Collected data entries

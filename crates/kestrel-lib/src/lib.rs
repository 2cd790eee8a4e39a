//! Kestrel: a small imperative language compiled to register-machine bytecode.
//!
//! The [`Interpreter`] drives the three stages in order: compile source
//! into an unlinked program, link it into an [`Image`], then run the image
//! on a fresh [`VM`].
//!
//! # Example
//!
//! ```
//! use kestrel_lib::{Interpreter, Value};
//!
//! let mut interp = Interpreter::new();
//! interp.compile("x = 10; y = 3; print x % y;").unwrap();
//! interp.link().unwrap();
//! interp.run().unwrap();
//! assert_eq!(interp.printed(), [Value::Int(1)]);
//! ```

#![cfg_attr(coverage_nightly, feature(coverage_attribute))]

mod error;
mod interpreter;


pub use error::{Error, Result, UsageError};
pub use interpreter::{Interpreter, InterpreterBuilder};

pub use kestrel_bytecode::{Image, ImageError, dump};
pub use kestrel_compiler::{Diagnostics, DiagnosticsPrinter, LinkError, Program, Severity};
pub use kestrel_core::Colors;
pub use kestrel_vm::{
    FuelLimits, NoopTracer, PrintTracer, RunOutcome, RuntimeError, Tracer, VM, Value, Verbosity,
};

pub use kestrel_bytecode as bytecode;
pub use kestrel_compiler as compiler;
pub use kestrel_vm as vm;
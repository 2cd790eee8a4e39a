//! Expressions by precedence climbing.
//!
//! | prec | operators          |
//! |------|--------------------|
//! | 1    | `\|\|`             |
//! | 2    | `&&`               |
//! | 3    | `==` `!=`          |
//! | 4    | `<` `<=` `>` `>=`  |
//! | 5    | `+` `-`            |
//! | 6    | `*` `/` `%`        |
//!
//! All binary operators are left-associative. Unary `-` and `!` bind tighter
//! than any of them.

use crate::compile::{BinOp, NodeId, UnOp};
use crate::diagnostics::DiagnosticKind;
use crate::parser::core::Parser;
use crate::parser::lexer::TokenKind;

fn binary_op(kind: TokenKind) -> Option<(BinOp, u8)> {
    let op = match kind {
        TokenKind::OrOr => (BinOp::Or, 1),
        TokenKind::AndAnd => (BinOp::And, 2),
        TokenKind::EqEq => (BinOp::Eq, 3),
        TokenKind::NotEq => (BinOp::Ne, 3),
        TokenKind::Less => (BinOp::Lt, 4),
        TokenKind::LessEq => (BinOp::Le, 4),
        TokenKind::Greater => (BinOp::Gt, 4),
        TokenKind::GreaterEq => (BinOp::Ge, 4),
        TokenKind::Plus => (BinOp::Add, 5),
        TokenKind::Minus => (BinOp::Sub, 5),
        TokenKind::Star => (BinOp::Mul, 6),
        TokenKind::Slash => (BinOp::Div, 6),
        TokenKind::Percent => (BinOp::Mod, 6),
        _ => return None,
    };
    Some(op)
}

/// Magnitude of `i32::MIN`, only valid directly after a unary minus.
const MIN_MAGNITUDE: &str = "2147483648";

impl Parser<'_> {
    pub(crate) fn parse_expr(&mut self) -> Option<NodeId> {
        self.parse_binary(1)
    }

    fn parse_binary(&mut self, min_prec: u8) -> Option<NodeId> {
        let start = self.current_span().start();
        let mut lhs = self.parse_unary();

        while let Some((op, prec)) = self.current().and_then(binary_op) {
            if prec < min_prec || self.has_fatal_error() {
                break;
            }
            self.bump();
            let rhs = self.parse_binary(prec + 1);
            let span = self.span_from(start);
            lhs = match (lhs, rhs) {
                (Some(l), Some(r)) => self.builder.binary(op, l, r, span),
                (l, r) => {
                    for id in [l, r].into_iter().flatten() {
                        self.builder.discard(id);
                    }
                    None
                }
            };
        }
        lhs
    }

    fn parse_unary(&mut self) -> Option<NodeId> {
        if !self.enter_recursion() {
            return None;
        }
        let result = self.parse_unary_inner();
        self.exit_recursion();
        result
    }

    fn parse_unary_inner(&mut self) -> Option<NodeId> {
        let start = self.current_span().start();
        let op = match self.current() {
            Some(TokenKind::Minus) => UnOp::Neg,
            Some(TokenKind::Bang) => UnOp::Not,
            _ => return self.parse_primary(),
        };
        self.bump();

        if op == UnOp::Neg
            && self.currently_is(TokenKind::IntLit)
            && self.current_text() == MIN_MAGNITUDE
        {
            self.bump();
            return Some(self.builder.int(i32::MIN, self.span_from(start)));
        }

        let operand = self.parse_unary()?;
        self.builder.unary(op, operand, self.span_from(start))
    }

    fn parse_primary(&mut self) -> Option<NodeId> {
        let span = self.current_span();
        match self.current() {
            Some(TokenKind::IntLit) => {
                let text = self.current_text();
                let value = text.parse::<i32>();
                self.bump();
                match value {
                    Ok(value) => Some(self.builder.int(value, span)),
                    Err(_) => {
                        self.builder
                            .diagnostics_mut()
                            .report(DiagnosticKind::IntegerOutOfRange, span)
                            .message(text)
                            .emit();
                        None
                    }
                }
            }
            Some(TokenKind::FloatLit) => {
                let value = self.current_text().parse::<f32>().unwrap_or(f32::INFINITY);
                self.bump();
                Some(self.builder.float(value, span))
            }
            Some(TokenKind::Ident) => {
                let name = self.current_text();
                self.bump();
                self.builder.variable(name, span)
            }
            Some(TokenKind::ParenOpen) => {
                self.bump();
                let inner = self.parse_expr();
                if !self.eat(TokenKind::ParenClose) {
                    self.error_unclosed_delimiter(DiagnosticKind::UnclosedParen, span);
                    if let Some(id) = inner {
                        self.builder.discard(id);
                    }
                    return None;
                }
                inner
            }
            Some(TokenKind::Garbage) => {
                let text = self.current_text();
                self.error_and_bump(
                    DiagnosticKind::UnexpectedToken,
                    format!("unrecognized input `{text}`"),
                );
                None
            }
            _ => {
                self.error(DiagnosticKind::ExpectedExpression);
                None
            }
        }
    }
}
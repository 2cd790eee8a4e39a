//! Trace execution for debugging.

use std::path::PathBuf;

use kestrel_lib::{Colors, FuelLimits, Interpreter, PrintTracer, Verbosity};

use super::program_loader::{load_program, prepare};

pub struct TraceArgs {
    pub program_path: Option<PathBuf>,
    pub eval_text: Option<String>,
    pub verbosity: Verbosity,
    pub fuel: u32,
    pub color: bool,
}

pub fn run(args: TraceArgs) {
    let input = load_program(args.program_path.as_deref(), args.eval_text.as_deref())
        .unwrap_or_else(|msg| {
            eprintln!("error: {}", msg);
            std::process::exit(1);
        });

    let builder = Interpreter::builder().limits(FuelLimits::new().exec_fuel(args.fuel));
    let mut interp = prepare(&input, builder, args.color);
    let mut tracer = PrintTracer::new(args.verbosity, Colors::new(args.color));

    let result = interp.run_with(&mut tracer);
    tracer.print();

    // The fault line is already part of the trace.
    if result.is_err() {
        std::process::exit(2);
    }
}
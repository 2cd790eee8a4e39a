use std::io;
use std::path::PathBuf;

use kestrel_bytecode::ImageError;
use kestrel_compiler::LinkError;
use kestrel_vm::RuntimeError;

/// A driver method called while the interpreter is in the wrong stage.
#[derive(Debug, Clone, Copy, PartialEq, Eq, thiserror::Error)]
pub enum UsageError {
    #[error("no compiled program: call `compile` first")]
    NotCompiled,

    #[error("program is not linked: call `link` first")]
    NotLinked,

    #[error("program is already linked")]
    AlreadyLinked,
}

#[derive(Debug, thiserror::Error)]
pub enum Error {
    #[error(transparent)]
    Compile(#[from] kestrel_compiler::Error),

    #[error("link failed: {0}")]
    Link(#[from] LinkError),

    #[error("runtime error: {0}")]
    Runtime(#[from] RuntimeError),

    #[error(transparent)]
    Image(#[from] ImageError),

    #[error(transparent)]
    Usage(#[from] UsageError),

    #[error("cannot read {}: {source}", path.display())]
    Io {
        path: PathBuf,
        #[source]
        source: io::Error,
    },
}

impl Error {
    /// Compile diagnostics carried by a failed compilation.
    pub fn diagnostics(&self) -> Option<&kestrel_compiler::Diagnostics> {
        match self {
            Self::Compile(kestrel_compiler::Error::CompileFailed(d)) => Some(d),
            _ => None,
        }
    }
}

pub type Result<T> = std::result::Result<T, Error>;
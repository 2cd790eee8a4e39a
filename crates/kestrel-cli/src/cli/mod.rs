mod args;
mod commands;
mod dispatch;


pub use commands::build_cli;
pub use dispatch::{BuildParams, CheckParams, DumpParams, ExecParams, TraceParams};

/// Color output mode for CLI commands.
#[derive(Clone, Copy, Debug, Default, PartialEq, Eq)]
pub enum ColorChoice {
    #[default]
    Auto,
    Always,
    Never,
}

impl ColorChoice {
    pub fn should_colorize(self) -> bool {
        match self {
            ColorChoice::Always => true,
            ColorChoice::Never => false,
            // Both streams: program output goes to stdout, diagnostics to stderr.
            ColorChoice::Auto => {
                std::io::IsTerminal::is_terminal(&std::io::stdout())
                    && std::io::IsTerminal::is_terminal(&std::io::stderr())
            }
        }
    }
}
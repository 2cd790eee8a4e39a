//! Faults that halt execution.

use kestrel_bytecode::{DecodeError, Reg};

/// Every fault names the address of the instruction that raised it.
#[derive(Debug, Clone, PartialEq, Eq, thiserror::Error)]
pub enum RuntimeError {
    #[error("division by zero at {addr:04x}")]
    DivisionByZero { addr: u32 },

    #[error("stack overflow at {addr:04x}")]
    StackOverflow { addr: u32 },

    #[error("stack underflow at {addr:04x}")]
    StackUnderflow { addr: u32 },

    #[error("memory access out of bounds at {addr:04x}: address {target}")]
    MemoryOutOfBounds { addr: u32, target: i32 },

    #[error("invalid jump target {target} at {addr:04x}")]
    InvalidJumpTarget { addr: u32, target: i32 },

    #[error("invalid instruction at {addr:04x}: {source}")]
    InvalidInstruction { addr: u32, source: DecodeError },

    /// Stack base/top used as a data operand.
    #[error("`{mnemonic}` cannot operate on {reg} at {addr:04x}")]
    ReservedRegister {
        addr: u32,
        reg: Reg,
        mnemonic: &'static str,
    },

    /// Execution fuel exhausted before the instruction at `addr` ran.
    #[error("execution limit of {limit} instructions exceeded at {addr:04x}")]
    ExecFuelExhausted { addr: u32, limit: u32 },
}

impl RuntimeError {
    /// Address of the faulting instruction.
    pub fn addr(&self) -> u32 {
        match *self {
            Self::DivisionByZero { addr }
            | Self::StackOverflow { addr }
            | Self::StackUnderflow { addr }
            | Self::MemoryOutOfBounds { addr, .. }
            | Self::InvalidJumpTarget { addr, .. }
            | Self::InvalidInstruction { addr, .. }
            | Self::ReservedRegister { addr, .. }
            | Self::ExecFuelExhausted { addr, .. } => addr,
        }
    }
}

PROBLEM TO WORK ON: Repeat the data word for word, starting at its first line and stopping after the line that contains "run the image".

RESULT:
filename crates/kestrel-lib/src/lib.rs
repository 2cd790eee8a4e39a
//! Kestrel: a small imperative language compiled to register-machine bytecode.
//!
//! The [`Interpreter`] drives the three stages in order: compile source
//! into an unlinked program, link it into an [`Image`], then run the image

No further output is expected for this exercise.